ARTERIAL EMBOLIZATIONS

BRONCHIAL, UTERINE & PROSTATIC ARTERIAL EMBOLIZATIONS

What It's For ?

Uterine fibroid are a common condition of the uterus, which is a benign growth (not a cancer) that grows over time. They occur in about 25 to 50% of all women. Fibroids are most common in women aged 30-40 years, but they can occur at any age. Many women have fibroids and do not have any negative effects; but some women experience heavy bleeding, pain, feel pressure or even miscarriages and infertility. Fibroids may be detected with variety of tests like ultrasonography, hysteroscopy, CT scan or MRI scan.

Treatment is required in cases where patients have above mentioned symptoms. Earlier surgical removal of fibroid was the only way to treat these patients. Recently Uterine Artery Embolization (UAE) has emerged as more effective way to treat uterine fibroids without surgery. The procedure is performed by an experienced interventional cardiologist or physician specially trained to perform uterine artery embolization. UAE has advantage of being minimally invasive and having durable effect. The embolization procedure involves only making small cut in the groin and has lower risk.

How it’s Done ?

Usually this procedure requires hospitalization 2 hrs before procedure time with 6 hrs fasting and patient can be discharged on the next morning. In this procedure, a small tube (catheter) is advanced through groin into uterine blood vessels (artery). An X-ray and dye is used to guide the tube into uterine blood vessels. When the catheter is placed into uterine blood vessels, small particles are injected those will block the small vessels that supplies the fibroid. After completing the procedure, the site of skin puncture is cleaned and bandaged. Heavy bleeding due to fibroid improves during the first menstrual cycle following the procedure. Pain and pressure improve within few weeks. UAE should not be done in women who have no symptoms from their fibroid tumors; when cancer is a possibility; or when the kidneys are not working properly.

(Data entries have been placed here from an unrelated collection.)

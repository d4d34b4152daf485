//! Scheduler adapter.
//!
//! Promises never run callbacks inline; they hand work to a [`Scheduler`].
//! The host decides what a "later turn" means. [`crate::EventLoop`] is the
//! implementation shipped with this crate.

use crate::task_queue::{MicroTask, Task};

/// The deferral primitives the promise core consumes.
///
/// All queues must be FIFO. Every microtask enqueued before the next task
/// starts must run before that task.
pub trait Scheduler {
    /// Runs `microtask` on a later turn, after everything already queued.
    fn enqueue_microtask(&self, microtask: MicroTask);

    /// Runs `task` after the current batch of microtasks has drained.
    fn enqueue_task(&self, task: Task);

    /// Runs `check` at the end of the current turn: after the microtask
    /// queue has drained and before the next task starts, no matter how
    /// many tasks are already waiting.
    fn enqueue_rejection_check(&self, check: Task);
}
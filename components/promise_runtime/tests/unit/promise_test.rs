//! Unit tests for Promise

use super::{recorder, rethrow, swallow};
use core_types::{Function, JsError, Thenable, Value};
use promise_runtime::{Promise, PromiseState, Runtime};
use std::cell::RefCell;
use std::rc::Rc;

fn push(log: &Rc<RefCell<Vec<&'static str>>>, entry: &'static str) -> Function {
    let log = log.clone();
    Function::unary(move |value| {
        log.borrow_mut().push(entry);
        Ok(value)
    })
}

#[test]
fn executor_runs_synchronously() {
    let runtime = Runtime::new();
    let ran = Rc::new(RefCell::new(false));
    let r = ran.clone();
    let _promise = Promise::new(runtime.realm(), move |_| {
        *r.borrow_mut() = true;
        Ok(())
    });
    assert!(*ran.borrow());
}

#[test]
fn resolve_returns_same_promise_for_promises() {
    let runtime = Runtime::new();
    let original = Promise::deferred(runtime.realm()).promise;
    let resolved = Promise::resolve(runtime.realm(), original.to_value());
    assert!(resolved.ptr_eq(&original));
}

#[test]
fn reject_does_not_unwrap_promises() {
    let runtime = Runtime::new();
    let inner = Promise::resolve(runtime.realm(), Value::Smi(1));
    let rejected = Promise::reject(runtime.realm(), inner.to_value());
    let _ = rejected.catch(swallow());
    assert_eq!(rejected.state(), PromiseState::Rejected(inner.to_value()));
}

#[test]
fn handlers_run_in_registration_order() {
    let runtime = Runtime::new();
    let log = Rc::new(RefCell::new(Vec::new()));
    let deferred = Promise::deferred(runtime.realm());

    deferred.promise.then(Some(push(&log, "first")), None);
    deferred.promise.then(Some(push(&log, "second")), None);
    deferred.promise.then(Some(push(&log, "third")), None);

    deferred.resolve.call(vec![Value::Undefined]).unwrap();
    assert!(log.borrow().is_empty());

    runtime.run_until_done().unwrap();
    assert_eq!(*log.borrow(), vec!["first", "second", "third"]);
}

#[test]
fn independent_chains_interleave_by_step() {
    let runtime = Runtime::new();
    let log = Rc::new(RefCell::new(Vec::new()));
    let a = Promise::resolve(runtime.realm(), Value::Undefined);
    let b = Promise::resolve(runtime.realm(), Value::Undefined);

    a.then(Some(push(&log, "a1")), None)
        .then(Some(push(&log, "a2")), None);
    b.then(Some(push(&log, "b1")), None)
        .then(Some(push(&log, "b2")), None);

    runtime.run_until_done().unwrap();
    assert_eq!(*log.borrow(), vec!["a1", "b1", "a2", "b2"]);
}

#[test]
fn handler_return_value_fulfills_derived() {
    let runtime = Runtime::new();
    let derived = Promise::resolve(runtime.realm(), Value::Smi(20)).then(
        Some(Function::unary(|v| match v {
            Value::Smi(n) => Ok(Value::Smi(n + 1)),
            other => Err(other),
        })),
        None,
    );
    runtime.run_until_done().unwrap();
    assert_eq!(derived.state(), PromiseState::Fulfilled(Value::Smi(21)));
}

#[test]
fn handler_error_rejects_derived() {
    let runtime = Runtime::new();
    let derived = Promise::resolve(runtime.realm(), Value::from("oops")).then(Some(rethrow()), None);
    let _ = derived.catch(swallow());
    runtime.run_until_done().unwrap();
    assert_eq!(derived.state(), PromiseState::Rejected(Value::from("oops")));
}

#[test]
fn catch_recovers_the_chain() {
    let runtime = Runtime::new();
    let (seen, on_fulfilled) = recorder();
    let error: Value = JsError::type_error("bad").into();

    Promise::reject(runtime.realm(), error.clone())
        .then(Some(rethrow()), None)
        .catch(Function::unary(|_| Ok(Value::from("recovered"))))
        .then(Some(on_fulfilled), None);

    runtime.run_until_done().unwrap();
    assert_eq!(*seen.borrow(), vec![Value::from("recovered")]);
}

#[test]
fn returning_a_promise_adopts_it() {
    let runtime = Runtime::new();
    let realm = runtime.realm().clone();
    let inner = Promise::deferred(&realm);
    let inner_value = inner.promise.to_value();

    let derived = Promise::resolve(&realm, Value::Undefined)
        .then(Some(Function::unary(move |_| Ok(inner_value.clone()))), None);
    runtime.run_until_done().unwrap();
    assert!(derived.is_pending());

    inner.resolve.call(vec![Value::Smi(5)]).unwrap();
    runtime.run_until_done().unwrap();
    assert_eq!(derived.state(), PromiseState::Fulfilled(Value::Smi(5)));
}

#[test]
fn handler_returning_its_own_derived_promise_rejects() {
    let runtime = Runtime::new();
    let slot: Rc<RefCell<Option<Promise>>> = Rc::default();
    let s = slot.clone();
    let derived = Promise::resolve(runtime.realm(), Value::Undefined).then(
        Some(Function::unary(move |_| {
            Ok(s.borrow().as_ref().map(Promise::to_value).unwrap_or(Value::Undefined))
        })),
        None,
    );
    *slot.borrow_mut() = Some(derived.clone());
    let _ = derived.catch(swallow());

    runtime.run_until_done().unwrap();
    slot.borrow_mut().take();
    match derived.state() {
        PromiseState::Rejected(Value::Error(err)) => {
            assert_eq!(err.message, "A promises callback cannot return that same promise.");
        }
        other => panic!("expected TypeError rejection, got {:?}", other),
    }
}

#[test]
fn then_member_callable_through_value() {
    let runtime = Runtime::new();
    let (seen, on_fulfilled) = recorder();
    let promise = Promise::resolve(runtime.realm(), Value::Smi(3)).to_value();

    let Value::Object(object) = &promise else {
        panic!("promise should be an object");
    };
    let then = Rc::clone(object).then_member().unwrap();
    let derived = then
        .as_function()
        .unwrap()
        .call(vec![Value::Function(on_fulfilled), Value::Smi(0)])
        .unwrap();

    runtime.run_until_done().unwrap();
    assert_eq!(*seen.borrow(), vec![Value::Smi(3)]);
    assert!(Promise::from_value(&derived).is_some());
}

#[test]
fn deferred_capabilities_are_one_shot() {
    let runtime = Runtime::new();
    let deferred = Promise::deferred(runtime.realm());
    deferred.reject.call(vec![Value::Smi(1)]).unwrap();
    deferred.resolve.call(vec![Value::Smi(2)]).unwrap();
    let _ = deferred.promise.catch(swallow());
    assert_eq!(deferred.promise.state(), PromiseState::Rejected(Value::Smi(1)));
}

#[test]
fn resolving_with_pending_promise_locks_in() {
    let runtime = Runtime::new();
    let inner = Promise::deferred(runtime.realm());
    let outer = Promise::deferred(runtime.realm());

    outer.resolve.call(vec![inner.promise.to_value()]).unwrap();
    // Locked in: a later reject is ignored even though outer is pending.
    outer.reject.call(vec![Value::Smi(0)]).unwrap();
    runtime.run_until_done().unwrap();
    assert!(outer.promise.is_pending());

    inner.resolve.call(vec![Value::Smi(9)]).unwrap();
    runtime.run_until_done().unwrap();
    assert_eq!(outer.promise.state(), PromiseState::Fulfilled(Value::Smi(9)));
}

Patients ordinarily can resume their usual activities weeks earlier than if they had a hysterectomy. Blood loss during uterine fibroid embolization is minimal, the recovery time is much shorter than for hysterectomy, and general anesthesia is not required. Follow-up studies have shown that approximately 85 percent of women who have their fibroids treated by uterine fibroid embolization experience either significant reduction or complete resolution of their fibroid-related symptoms. Follow-up studies lasting several years have shown that it is rare for treated fibroids to regrow or for new fibroids to develop after uterine fibroid embolization.

Uterine artery embolization is also an effective way to treat massive bleeding after pregnancy – a condition called postpartum haemorrhage (PPH). It helps in avoiding major surgery to manage postpartum haemorrhage.